What do you know about Exercise-induced Anaemia?

A forgotten cause of iron deficiency anaemia in young adults, so writes Marjan Wouthuyzen-Bakker and Sander van Assen in the British Journal of General Practice:

Prevalence of Iron Deficiency & IDAIron deficiency anaemia (lDA) is a common finding in general practice. The prevalence of IDA in the general population is around 2% and rises to >5% in pre-menopausal females. The presenting symptoms of IDA vary, but mostly include fatigue, exercise intolerance, weakness, headache, and
irritability.

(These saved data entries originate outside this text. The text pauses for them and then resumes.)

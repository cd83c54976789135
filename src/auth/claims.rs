// SPDX-License-Identifier: AGPL-3.0-or-later
//
// Copyright (C) 2026 The todo-api-server authors

//! Verified token claims and the authenticated principal.

use std::collections::HashMap;

use serde::Deserialize;

/// The `aud` claim: a single audience or a list of them.
#[derive(Debug, Clone, PartialEq, Deserialize)]
#[serde(untagged)]
pub enum Audience {
    One(String),
    Many(Vec<String>),
}

impl Audience {
    pub fn contains(&self, expected: &str) -> bool {
        match self {
            Audience::One(aud) => aud == expected,
            Audience::Many(auds) => auds.iter().any(|aud| aud == expected),
        }
    }
}

/// The decoded body of a verified bearer token.
///
/// Produced fresh per verification call and handed to the caller; nothing
/// here is persisted. `extra` collects provider-specific claims we do not
/// interpret.
#[derive(Debug, Clone, Deserialize)]
pub struct ClaimSet {
    /// Subject, the canonical user identifier.
    pub sub: String,

    /// Issuer. Validated during decoding; retained for logging.
    #[serde(default)]
    pub iss: String,

    /// Expiration timestamp. Validated during decoding.
    #[serde(default)]
    pub exp: i64,

    /// Issued-at timestamp.
    #[serde(default)]
    pub iat: Option<i64>,

    /// Audience, a string or a list of strings depending on the provider.
    #[serde(default)]
    pub aud: Option<Audience>,

    /// Authorized party. Some providers omit the expected audience from
    /// `aud` on access tokens and carry it here instead.
    #[serde(default)]
    pub azp: Option<String>,

    /// Provider-specific token classification (e.g. `access` vs `id`).
    #[serde(default)]
    pub token_use: Option<String>,

    /// Any further claims, passed through uninterpreted.
    #[serde(flatten)]
    pub extra: HashMap<String, serde_json::Value>,
}

impl ClaimSet {
    /// Audience acceptance: `aud` equals or contains the expected value,
    /// or, as a fallback, `azp` equals it.
    pub fn satisfies_audience(&self, expected: &str) -> bool {
        if let Some(aud) = &self.aud {
            if aud.contains(expected) {
                return true;
            }
        }
        self.azp.as_deref() == Some(expected)
    }
}

/// The authenticated principal derived from a verified token.
///
/// Handlers use `user_id` (the subject claim) as the partition key for
/// every todo operation; the full claim set stays available for anything
/// beyond that.
#[derive(Debug, Clone)]
pub struct AuthenticatedUser {
    /// Canonical user id (the `sub` claim).
    pub user_id: String,
    /// The full verified claim set.
    pub claims: ClaimSet,
}

impl AuthenticatedUser {
    pub fn from_claims(claims: ClaimSet) -> Self {
        Self {
            user_id: claims.sub.clone(),
            claims,
        }
    }
}

#[cfg(test)]
pub(crate) fn test_user(user_id: &str) -> AuthenticatedUser {
    AuthenticatedUser {
        user_id: user_id.to_string(),
        claims: ClaimSet {
            sub: user_id.to_string(),
            iss: "https://idp.test".to_string(),
            exp: i64::MAX,
            iat: None,
            aud: None,
            azp: None,
            token_use: None,
            extra: HashMap::new(),
        },
    }
}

These symptoms may also be present in iron deficiency without anaemia. The main causes of IDA are age-dependent. Iron loss by menstrual or gastrointestinal bleeding and malabsorption of iron in the small intestine are the most reported causes of IDA. Less known and therefore an often forgotten cause of IDA, is physical exercise. Here we present three cases of young white female adults in whom IDA was induced by intensive physical training.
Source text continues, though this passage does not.